A Câmara Municipal de Ponta Grossa registrou debates intensos durante a sessão desta segunda-feira (6), em torno do Projeto de Lei nº 005/2026, que prevê o aumento de seis para dez cargos em comissão na função de superintendente.
Diante da possibilidade de rejeição no plenário, o vereador Ezequiel solicitou vistas do projeto por cinco dias. O pedido foi aprovado por 9 votos a 8, suspendendo temporariamente a tramitação.
Impacto financeiro e alerta fiscal
Encaminhado pela prefeita Elizabeth Schmidt em fevereiro, o projeto justifica a ampliação com base no aumento das demandas administrativas e na necessidade de profissionais com “notório saber técnico”.
No entanto, documentos da Subcontroladoria Administrativa apontam preocupação com o impacto fiscal.

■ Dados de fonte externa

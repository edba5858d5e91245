use crate::grid::Transform;

pub type PieceId = usize;
pub type GroupId = usize;

#[derive(Clone, Copy, Debug, PartialEq, Eq, Hash)]
pub enum SessionState {
    Decomposed,
    InProgress,
    Assembled,
}

#[derive(Clone, Debug, PartialEq)]
pub struct Piece {
    pub id: PieceId,
    pub home: Transform,
    pub current: Transform,
    pub half_size: [f32; 2],
    pub placed: bool,
    pub group: Option<GroupId>,
    /// Visual tilt while dragged, in degrees. Zero at rest.
    pub tilt: f32,
}

impl Piece {
    pub fn at_home(id: PieceId, home: Transform, half_size: [f32; 2]) -> Self {
        Self {
            id,
            home,
            current: home,
            half_size,
            placed: false,
            group: None,
            tilt: 0.0,
        }
    }

    pub fn snap_home(&mut self) {
        self.current = self.home;
        self.placed = true;
        self.group = None;
        self.tilt = 0.0;
    }
}

#[derive(Clone, Debug, PartialEq)]
pub struct Group {
    pub id: GroupId,
    pub members: Vec<PieceId>,
}

impl Group {
    pub fn contains(&self, piece: PieceId) -> bool {
        self.members.contains(&piece)
    }
}
use crate::game::{normalize_angle, rotate_vec};

#[derive(Clone, Copy, Debug, PartialEq)]
pub struct Transform {
    pub pos: [f32; 3],
    pub rot_deg: f32,
}

impl Transform {
    pub fn new(x: f32, y: f32, z: f32, rot_deg: f32) -> Self {
        Self {
            pos: [x, y, z],
            rot_deg: normalize_angle(rot_deg),
        }
    }

    pub fn at(x: f32, y: f32) -> Self {
        Self::new(x, y, 0.0, 0.0)
    }

    pub fn is_finite(&self) -> bool {
        self.pos.iter().all(|v| v.is_finite()) && self.rot_deg.is_finite()
    }

    /// Whether the point lies inside a rectangle of `half_size` centred on this transform.
    pub fn contains(&self, half_size: [f32; 2], point: [f32; 2]) -> bool {
        let dx = point[0] - self.pos[0];
        let dy = point[1] - self.pos[1];
        let (lx, ly) = rotate_vec(dx, dy, -self.rot_deg);
        lx.abs() <= half_size[0] && ly.abs() <= half_size[1]
    }
}

#[derive(Clone, Copy, Debug, PartialEq)]
pub struct Bounds {
    pub min: [f32; 2],
    pub max: [f32; 2],
}

impl Bounds {
    pub fn new(min: [f32; 2], max: [f32; 2]) -> Self {
        Self { min, max }
    }

    pub fn center(&self) -> [f32; 2] {
        [
            (self.min[0] + self.max[0]) * 0.5,
            (self.min[1] + self.max[1]) * 0.5,
        ]
    }

    pub fn contains(&self, point: [f32; 2]) -> bool {
        point[0] >= self.min[0]
            && point[0] <= self.max[0]
            && point[1] >= self.min[1]
            && point[1] <= self.max[1]
    }

    pub fn union(&self, other: &Bounds) -> Bounds {
        Bounds {
            min: [self.min[0].min(other.min[0]), self.min[1].min(other.min[1])],
            max: [self.max[0].max(other.max[0]), self.max[1].max(other.max[1])],
        }
    }
}

#[derive(Clone, Copy, Debug, PartialEq)]
pub struct PieceGeometry {
    pub home: Transform,
    pub half_size: [f32; 2],
}

impl PieceGeometry {
    pub fn bounds(&self) -> Bounds {
        let [x, y, _] = self.home.pos;
        Bounds::new(
            [x - self.half_size[0], y - self.half_size[1]],
            [x + self.half_size[0], y + self.half_size[1]],
        )
    }
}

/// Source of piece home transforms and hit-test extents, e.g. an image slicer.
pub trait GeometryProvider {
    fn piece_count(&self) -> usize;
    fn piece(&self, id: usize) -> Option<PieceGeometry>;

    fn puzzle_bounds(&self) -> Option<Bounds> {
        (0..self.piece_count())
            .filter_map(|id| self.piece(id))
            .map(|piece| piece.bounds())
            .reduce(|acc, next| acc.union(&next))
    }
}

/// Rectangular cols x rows layout with the top-left piece centred at `origin`.
#[derive(Clone, Copy, Debug, PartialEq)]
pub struct GridLayout {
    pub cols: u32,
    pub rows: u32,
    pub piece_width: f32,
    pub piece_height: f32,
    pub origin: [f32; 2],
}

impl GridLayout {
    pub fn new(cols: u32, rows: u32, piece_width: f32, piece_height: f32) -> Self {
        Self {
            cols,
            rows,
            piece_width,
            piece_height,
            origin: [0.0, 0.0],
        }
    }

    pub fn total(&self) -> usize {
        (self.cols as usize) * (self.rows as usize)
    }

    pub fn home_of(&self, id: usize) -> Transform {
        let cols = self.cols.max(1) as usize;
        let col = (id % cols) as f32;
        let row = (id / cols) as f32;
        Transform::at(
            self.origin[0] + col * self.piece_width,
            self.origin[1] + row * self.piece_height,
        )
    }
}

impl GeometryProvider for GridLayout {
    fn piece_count(&self) -> usize {
        self.total()
    }

    fn piece(&self, id: usize) -> Option<PieceGeometry> {
        if id >= self.total() {
            return None;
        }
        Some(PieceGeometry {
            home: self.home_of(id),
            half_size: [self.piece_width * 0.5, self.piece_height * 0.5],
        })
    }
}

/// Explicit per-piece geometry list.
#[derive(Clone, Debug, Default, PartialEq)]
pub struct PieceList {
    pub pieces: Vec<PieceGeometry>,
}

impl GeometryProvider for PieceList {
    fn piece_count(&self) -> usize {
        self.pieces.len()
    }

    fn piece(&self, id: usize) -> Option<PieceGeometry> {
        self.pieces.get(id).copied()
    }
}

O município já atingiu 49,08% de gastos com pessoal no segundo quadrimestre de 2025, ultrapassando o limite de alerta da Lei de Responsabilidade Fiscal.
Com a criação das novas vagas, o impacto previsto é de R$ 555.528,16 ainda em 2026, elevando o índice para 50,26%. O órgão de controle recomenda que apenas despesas consideradas essenciais sejam autorizadas neste cenário.
Divergências no plenário
A proposta gerou críticas da oposição, que considera o aumento inadequado, especialmente em ano eleitoral.
Com o pedido de vistas aprovado, os vereadores terão prazo para analisar os aspectos técnicos e financeiros antes que o projeto retorne para nova votação.